Dating back to the nineteen thirtys, the pans did not have it easy, originating in the Carribean island of Trinidad. This was when African slaves or descendants wanted so badly to express themselves and their music, by normally beating on metals. Hoping to find rhythms and the right kind of harmony, they were clamoring to find a way to match the songs at carnivals.
They wanted to accompany the carnival music with some kind of rhythm playing in their minds. They wanted to experiment with banned tools, and so experiment they did. It was some stroke of good luck that finally made them create drums that they were able to tune and produce notes with. And the rest, as they say is history.
But even that had not been enough to avoid clashes between groups and enthusiasts, resulting in violence. Thankfully, it did not went on for long because as pioneers excelled in developing it, horizons had been brighter and steel drums suddenly had a good future ahead and along with other genres. Even the war could not stop people from appreciating it.

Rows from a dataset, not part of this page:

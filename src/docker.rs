//! Docker implementation of the runtime gateway

use crate::config::{ContainerTemplate, PullPolicy};
use crate::runtime::{InstanceSummary, PortMapping, RuntimeError, RuntimeGateway};
use async_trait::async_trait;
use bollard::container::{
    Config, CreateContainerOptions, ListContainersOptions, StartContainerOptions,
};
use bollard::image::CreateImageOptions;
use bollard::models::{ContainerSummary, HostConfig, PortBinding};
use bollard::{Docker, API_DEFAULT_VERSION};
use futures::StreamExt;
use std::collections::HashMap;
use std::path::Path;
use tracing::{debug, info};

/// Label attached to every container created by the proxy
pub const WORKLOAD_LABEL: &str = "dockgate.workload";

/// Seconds bollard waits on a daemon call before giving up
const DAEMON_TIMEOUT_SECS: u64 = 120;

/// Talks to the Docker daemon on behalf of the proxy
pub struct DockerGateway {
    client: Docker,
}

impl DockerGateway {
    /// Connect to the daemon named by `docker_host`, then `DOCKER_HOST`, then
    /// the first local socket that exists, and ping it.
    pub async fn connect(docker_host: Option<&str>) -> anyhow::Result<Self> {
        let host = docker_host
            .map(str::to_string)
            .or_else(|| std::env::var("DOCKER_HOST").ok());

        let client = match host {
            Some(ref host) => connect_to_host(host)?,
            None => match local_socket() {
                Some(path) => {
                    debug!(path, "Using local Docker socket");
                    Docker::connect_with_socket(&path, DAEMON_TIMEOUT_SECS, API_DEFAULT_VERSION)?
                }
                None => Docker::connect_with_socket_defaults()?,
            },
        };

        client.ping().await.map_err(|e| {
            anyhow::anyhow!(
                "Docker daemon at {} is not responding: {}",
                host.as_deref().unwrap_or("the local socket"),
                e
            )
        })?;

        debug!("Connected to Docker daemon");
        Ok(Self::from_client(client))
    }

    /// Wrap an already-configured bollard client
    pub fn from_client(client: Docker) -> Self {
        Self { client }
    }

    /// Make `image` available locally according to `policy`
    async fn ensure_image(&self, image: &str, policy: &PullPolicy) -> Result<(), String> {
        let present = match policy {
            PullPolicy::Always => false,
            _ => self.client.inspect_image(image).await.is_ok(),
        };
        if present {
            return Ok(());
        }
        if *policy == PullPolicy::Never {
            return Err(format!("image '{}' is not present and pull_policy is 'never'", image));
        }

        info!(image, "Pulling image");
        let options = CreateImageOptions {
            from_image: image,
            ..Default::default()
        };
        let mut progress = self.client.create_image(Some(options), None, None);
        while let Some(update) = progress.next().await {
            let update = update.map_err(|e| format!("pull of '{}' failed: {}", image, e))?;
            if let Some(error) = update.error {
                return Err(format!("pull of '{}' failed: {}", image, error));
            }
            if let Some(status) = update.status {
                debug!(image, status, "Pull progress");
            }
        }

        info!(image, "Image pulled");
        Ok(())
    }
}

/// Client for an explicit `unix://` or `tcp://` daemon address
fn connect_to_host(host: &str) -> anyhow::Result<Docker> {
    let client = if let Some(path) = host.strip_prefix("unix://") {
        Docker::connect_with_socket(path, DAEMON_TIMEOUT_SECS, API_DEFAULT_VERSION)
    } else if host.starts_with("tcp://") || host.starts_with("http://") {
        Docker::connect_with_http(host, DAEMON_TIMEOUT_SECS, API_DEFAULT_VERSION)
    } else {
        anyhow::bail!("unsupported docker_host '{}', expected unix:// or tcp://", host);
    };
    client.map_err(|e| anyhow::anyhow!("cannot connect to Docker at '{}': {}", host, e))
}

/// First existing socket among the system and rootless locations
fn local_socket() -> Option<String> {
    let runtime_dir = std::env::var("XDG_RUNTIME_DIR").ok();
    let home = std::env::var("HOME").ok();
    [
        Some("/var/run/docker.sock".to_string()),
        runtime_dir.map(|dir| format!("{}/docker.sock", dir)),
        home.map(|dir| format!("{}/.docker/run/docker.sock", dir)),
    ]
    .into_iter()
    .flatten()
    .find(|path| Path::new(path).exists())
}

#[async_trait]
impl RuntimeGateway for DockerGateway {
    async fn list_instances(&self, all: bool) -> Result<Vec<InstanceSummary>, RuntimeError> {
        let options = ListContainersOptions::<String> {
            all,
            ..Default::default()
        };

        let containers = self
            .client
            .list_containers(Some(options))
            .await
            .map_err(|e| RuntimeError::List(e.to_string()))?;

        Ok(containers.into_iter().map(summary_from_docker).collect())
    }

    async fn create_instance(
        &self,
        name: &str,
        template: &ContainerTemplate,
    ) -> Result<String, RuntimeError> {
        let container_config = container_config(name, template)?;

        self.ensure_image(&template.image, &template.pull_policy)
            .await
            .map_err(|message| RuntimeError::Create {
                name: name.to_string(),
                message,
            })?;

        let create_options = CreateContainerOptions {
            name: name.to_string(),
            platform: None,
        };

        let response = self
            .client
            .create_container(Some(create_options), container_config)
            .await
            .map_err(|e| RuntimeError::Create {
                name: name.to_string(),
                message: format!("from image '{}': {}", template.image, e),
            })?;

        info!(
            workload = name,
            container_id = %response.id,
            image = %template.image,
            "Created Docker container"
        );

        Ok(response.id)
    }

    async fn start_instance(&self, name: &str) -> Result<(), RuntimeError> {
        self.client
            .start_container(name, None::<StartContainerOptions<String>>)
            .await
            .map_err(|e| RuntimeError::Start {
                name: name.to_string(),
                message: e.to_string(),
            })?;

        info!(workload = name, "Started Docker container");
        Ok(())
    }
}

/// Convert a Docker list entry, keeping only ports published to the host
fn summary_from_docker(container: ContainerSummary) -> InstanceSummary {
    let ports = container
        .ports
        .unwrap_or_default()
        .into_iter()
        .filter_map(|p| {
            p.public_port.map(|public_port| PortMapping {
                private_port: p.private_port,
                public_port,
                host_ip: p.ip,
            })
        })
        .collect();

    InstanceSummary {
        id: container.id.unwrap_or_default(),
        names: container.names.unwrap_or_default(),
        status: container.status.unwrap_or_default(),
        ports,
    }
}

/// Build the Docker create config for `template` merged with the workload name
fn container_config(name: &str, template: &ContainerTemplate) -> Result<Config<String>, RuntimeError> {
    template.validate().map_err(RuntimeError::Template)?;

    let mut env: Vec<String> = template
        .env
        .iter()
        .map(|(k, v)| format!("{}={}", k, v))
        .collect();
    env.push(format!("PORT={}", template.port));

    let mut labels = template.labels.clone();
    labels.insert(WORKLOAD_LABEL.to_string(), name.to_string());

    // Empty host port lets Docker pick a fresh one on every start
    let port_key = format!("{}/tcp", template.port);
    let mut port_bindings: HashMap<String, Option<Vec<PortBinding>>> = HashMap::new();
    port_bindings.insert(
        port_key.clone(),
        Some(vec![PortBinding {
            host_ip: Some("127.0.0.1".to_string()),
            host_port: Some(String::new()),
        }]),
    );

    let mut exposed_ports: HashMap<String, HashMap<(), ()>> = HashMap::new();
    exposed_ports.insert(port_key, HashMap::new());

    let mut host_config = HostConfig {
        port_bindings: Some(port_bindings),
        network_mode: template.network.clone(),
        ..Default::default()
    };

    if let Some(ref memory) = template.memory {
        host_config.memory =
            Some(parse_memory_limit(memory).map_err(RuntimeError::Template)?);
    }
    if let Some(ref cpus) = template.cpus {
        let cpu_count: f64 = cpus
            .parse()
            .map_err(|_| RuntimeError::Template(format!("Invalid CPU limit: {}", cpus)))?;
        // NanoCPUs is CPUs * 1e9
        host_config.nano_cpus = Some((cpu_count * 1_000_000_000.0) as i64);
    }

    let cmd = if template.args.is_empty() {
        None
    } else {
        Some(template.args.clone())
    };

    Ok(Config {
        image: Some(template.image.clone()),
        cmd,
        env: Some(env),
        labels: Some(labels),
        exposed_ports: Some(exposed_ports),
        host_config: Some(host_config),
        ..Default::default()
    })
}

/// Bytes for a limit such as `512m`, `1g`, `64kb` or a plain byte count
pub(crate) fn parse_memory_limit(limit: &str) -> Result<i64, String> {
    let lower = limit.trim().to_ascii_lowercase();
    let unitless = lower.strip_suffix('b').unwrap_or(&lower);
    let (number, scale) = match unitless.chars().last() {
        Some('k') => (&unitless[..unitless.len() - 1], 1i64 << 10),
        Some('m') => (&unitless[..unitless.len() - 1], 1i64 << 20),
        Some('g') => (&unitless[..unitless.len() - 1], 1i64 << 30),
        _ => (unitless, 1),
    };
    number
        .parse::<f64>()
        .map(|n| (n * scale as f64) as i64)
        .map_err(|_| format!("Invalid memory limit: {}", limit))
}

After that, it had become an accepted not only in the music industry but as an art form as well. That had been a defining moment for the island it had came from because steel band was identified as a big part of its culture. Rightfully so, the pans became their national instrument. They later on played a big role in the independence of Trinidad.
Music, before radio was ever known, had to be produced manually by people themselves. And so they did. Everywhere during the eighteenth century, it was present in the yards of slaves and the barracks of the nineteenth. It went on, transcending into the streets in the twentieth century, playing a vital role in the freedom of countries, like how the pans served in the freedom of its island.
This usually takes during the season of Carnival where pannists gather for the Panorama, a festival known as an important event in Trinidad. Competitions across the islands are also observed during February and March. In 1992, the pan became the official national instrument of the land as it continues to enchant those who watch and listen.